## [EXERCISE PROMPT]
Of the entries below, return exactly those lines that fall between the one containing "pub fn immediate(max_attempts: u32)" and the one containing "pub use negative::NegativeCache;", the two end lines included.

## [SUPPLIED INFORMATION]
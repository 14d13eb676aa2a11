// 📤 Result Emitter - one MatchResult per coded bank entry
//
// Pure aggregation: partition results are flattened in partition order
// (ascending date) then bank-entry order, and summarized.

use crate::error::Result;
use crate::normalizer::IngestStats;
use crate::table::RawRow;
use chrono::{DateTime, NaiveDate, Utc};
use serde::{Deserialize, Serialize};
use std::path::Path;
use uuid::Uuid;

// ============================================================================
// MATCH RESULT
// ============================================================================

#[derive(Debug, Clone, Copy, PartialEq, Eq, Serialize, Deserialize)]
#[serde(rename_all = "snake_case")]
pub enum MatchStatus {
    /// A subset within tolerance was found and consumed
    Matched,
    /// Search completed without a fitting subset
    Unmatched,
    /// Gave up after the per-entry combination budget
    BudgetExceeded,
    /// Wall-clock budget ran out before this entry was searched
    NotAttempted,
}

#[derive(Debug, Clone, PartialEq, Serialize, Deserialize)]
pub struct MatchResult {
    pub bank_id: usize,
    pub bank_code: String,
    /// Serialized as ISO-8601 (YYYY-MM-DD)
    pub date: NaiveDate,
    pub target_amount: f64,
    /// Ascending; empty unless status is Matched
    pub matched_fin_ids: Vec<usize>,
    pub status: MatchStatus,
    #[serde(skip_serializing_if = "Option::is_none")]
    pub matched_sum: Option<f64>,
    /// Combinations examined
    pub iterations: u64,
    /// Original rows of the matched financial entries
    #[serde(default, skip_serializing_if = "Vec::is_empty")]
    pub matched_rows: Vec<RawRow>,
}

impl MatchResult {
    pub fn is_matched(&self) -> bool {
        self.status == MatchStatus::Matched
    }
}

// ============================================================================
// REPORT
// ============================================================================

#[derive(Debug, Clone, Default, PartialEq, Serialize, Deserialize)]
pub struct ReportSummary {
    pub bank_entries: usize,
    pub matched: usize,
    pub unmatched: usize,
    pub budget_exceeded: usize,
    pub not_attempted: usize,
    pub financial_consumed: usize,
    /// Financial entries on dates with no coded bank entry
    pub financial_without_bank_date: usize,
    pub bank: IngestStats,
    pub financial: IngestStats,
}

#[derive(Debug, Clone, Serialize, Deserialize)]
pub struct ReconciliationReport {
    pub run_id: Uuid,
    pub generated_at: DateTime<Utc>,
    pub summary: ReportSummary,
    pub results: Vec<MatchResult>,
}

/// Flatten per-partition results, keeping partition order
pub fn emit(partition_results: Vec<Vec<MatchResult>>) -> Vec<MatchResult> {
    partition_results.into_iter().flatten().collect()
}

impl ReconciliationReport {
    pub fn new(
        results: Vec<MatchResult>,
        bank: IngestStats,
        financial: IngestStats,
        financial_without_bank_date: usize,
    ) -> Self {
        let mut summary = ReportSummary {
            bank_entries: results.len(),
            financial_without_bank_date,
            bank,
            financial,
            ..Default::default()
        };

        for result in &results {
            match result.status {
                MatchStatus::Matched => {
                    summary.matched += 1;
                    summary.financial_consumed += result.matched_fin_ids.len();
                }
                MatchStatus::Unmatched => summary.unmatched += 1,
                MatchStatus::BudgetExceeded => summary.budget_exceeded += 1,
                MatchStatus::NotAttempted => summary.not_attempted += 1,
            }
        }

        ReconciliationReport {
            run_id: Uuid::new_v4(),
            generated_at: Utc::now(),
            summary,
            results,
        }
    }

    pub fn matched(&self) -> impl Iterator<Item = &MatchResult> {
        self.results.iter().filter(|r| r.is_matched())
    }

    pub fn match_rate(&self) -> f64 {
        if self.results.is_empty() {
            return 0.0;
        }
        self.summary.matched as f64 / self.results.len() as f64
    }

    pub fn summary_line(&self) -> String {
        let s = &self.summary;
        format!(
            "Reconciled {} bank entries: {} matched, {} unmatched, {} gave up, {} not attempted ({:.1}% match rate); dropped for unparsable date: {} bank / {} financial",
            s.bank_entries,
            s.matched,
            s.unmatched,
            s.budget_exceeded,
            s.not_attempted,
            self.match_rate() * 100.0,
            s.bank.dropped_unparsable_date,
            s.financial.dropped_unparsable_date,
        )
    }

    pub fn to_json_pretty(&self) -> Result<String> {
        Ok(serde_json::to_string_pretty(self)?)
    }

    pub fn write_json(&self, path: &Path) -> Result<()> {
        std::fs::write(path, self.to_json_pretty()?)?;
        Ok(())
    }
}

// ============================================================================
// TESTS
// ============================================================================
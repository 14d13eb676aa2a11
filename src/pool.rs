// 🗃️ Candidate pool - consumption tracking for one date partition
//
// Financial entries live in an arena; a parallel liveness flag marks which
// are still available. Consumed entries never come back within a run.

use crate::normalizer::FinancialEntry;

#[derive(Debug, Clone, Default)]
pub struct CandidatePool {
    entries: Vec<FinancialEntry>,
    live: Vec<bool>,
    live_count: usize,
}

impl CandidatePool {
    pub fn new(entries: Vec<FinancialEntry>) -> Self {
        let live = vec![true; entries.len()];
        let live_count = entries.len();
        CandidatePool {
            entries,
            live,
            live_count,
        }
    }

    pub fn get(&self, index: usize) -> &FinancialEntry {
        &self.entries[index]
    }

    pub fn len(&self) -> usize {
        self.entries.len()
    }

    pub fn is_empty(&self) -> bool {
        self.entries.is_empty()
    }

    pub fn live_count(&self) -> usize {
        self.live_count
    }

    /// Arena indices still available, in insertion order
    pub fn live_indices(&self) -> impl Iterator<Item = usize> + '_ {
        self.live
            .iter()
            .enumerate()
            .filter_map(|(i, &alive)| alive.then_some(i))
    }

    /// Mark entries as used by an accepted match
    ///
    /// Indices already consumed are ignored; returns how many were newly consumed.
    pub fn consume(&mut self, indices: &[usize]) -> usize {
        let mut consumed = 0;
        for &i in indices {
            if let Some(alive) = self.live.get_mut(i) {
                if *alive {
                    *alive = false;
                    consumed += 1;
                }
            }
        }
        self.live_count -= consumed;
        consumed
    }
}
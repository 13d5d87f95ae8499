//! Retry policy for downloads.

use serde::{Deserialize, Serialize};
use std::time::Duration;

#[derive(Debug, Clone, Copy, PartialEq, Eq, Serialize, Deserialize, Default)]
#[serde(rename_all = "lowercase")]
pub enum Backoff {
    /// `base * attempt`
    #[default]
    Linear,
    /// `base * 2^(attempt - 1)`
    Exponential,
}

impl std::str::FromStr for Backoff {
    type Err = String;

    fn from_str(s: &str) -> Result<Self, Self::Err> {
        match s.to_lowercase().as_str() {
            "linear" => Ok(Backoff::Linear),
            "exponential" | "exp" => Ok(Backoff::Exponential),
            other => Err(format!("unknown backoff '{}', expected linear or exponential", other)),
        }
    }
}

#[derive(Debug, Clone, Serialize, Deserialize, PartialEq, Eq)]
pub struct RetryPolicy {
    /// Total attempts including the first one
    pub max_attempts: u32,
    pub base_delay: Duration,
    pub max_delay: Duration,
    pub backoff: Backoff,
}

impl Default for RetryPolicy {
    fn default() -> Self {
        Self {
            max_attempts: 3,
            base_delay: Duration::from_millis(500),
            max_delay: Duration::from_secs(30),
            backoff: Backoff::Linear,
        }
    }
}

impl RetryPolicy {
    /// Delay to wait after the `attempt`-th failure (1-based).
    pub fn delay_after(&self, attempt: u32) -> Duration {
        let attempt = attempt.max(1);
        let delay = match self.backoff {
            Backoff::Linear => self.base_delay.saturating_mul(attempt),
            Backoff::Exponential => {
                let factor = 2u32.checked_pow(attempt - 1).unwrap_or(u32::MAX);
                self.base_delay.saturating_mul(factor)
            },
        };
        delay.min(self.max_delay)
    }

    /// Policy with no sleeping, for tests.
    pub fn immediate(max_attempts: u32) -> Self {
        Self {
            max_attempts,
            base_delay: Duration::ZERO,
            max_delay: Duration::ZERO,
            backoff: Backoff::Linear,
        }
    }
}
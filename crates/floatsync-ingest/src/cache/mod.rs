//! Disk staging and the in-memory resource cache.

pub mod downloader;
pub mod negative;
pub mod resource;
pub mod retry;

pub use downloader::Downloader;
pub use negative::NegativeCache;
pub use resource::{CacheStatus, OpenedResource, ResourceCache};
pub use retry::{Backoff, RetryPolicy};
//! Shared HTTP client construction.

use crate::config::HttpConfig;
use crate::error::Result;
use reqwest::Client;

/// Build the client shared by the locator, lister and downloader.
///
/// Connection pooling happens inside `reqwest::Client`, so one instance is
/// created per process and cloned where needed. `request_timeout` bounds each
/// read, not the whole transfer.
pub fn build_client(config: &HttpConfig) -> Result<Client> {
    let client = Client::builder()
        .connect_timeout(config.connect_timeout)
        .read_timeout(config.request_timeout)
        .user_agent(config.user_agent.clone())
        .build()?;
    Ok(client)
}

/// Join a base URL and relative segments with single slashes.
pub fn join_url(base: &str, segments: &[&str]) -> String {
    let mut url = base.trim_end_matches('/').to_string();
    for segment in segments {
        let segment = segment.trim_matches('/');
        if segment.is_empty() {
            continue;
        }
        url.push('/');
        url.push_str(segment);
    }
    url
}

## [PROBLEM SOLUTION]
    pub fn immediate(max_attempts: u32) -> Self {
        Self {
            max_attempts,
            base_delay: Duration::ZERO,
            max_delay: Duration::ZERO,
            backoff: Backoff::Linear,
        }
    }
}
filename crates/floatsync-ingest/src/cache/mod.rs
//! Disk staging and the in-memory resource cache.

pub mod downloader;
pub mod negative;
pub mod resource;
pub mod retry;

pub use downloader::Downloader;
pub use negative::NegativeCache;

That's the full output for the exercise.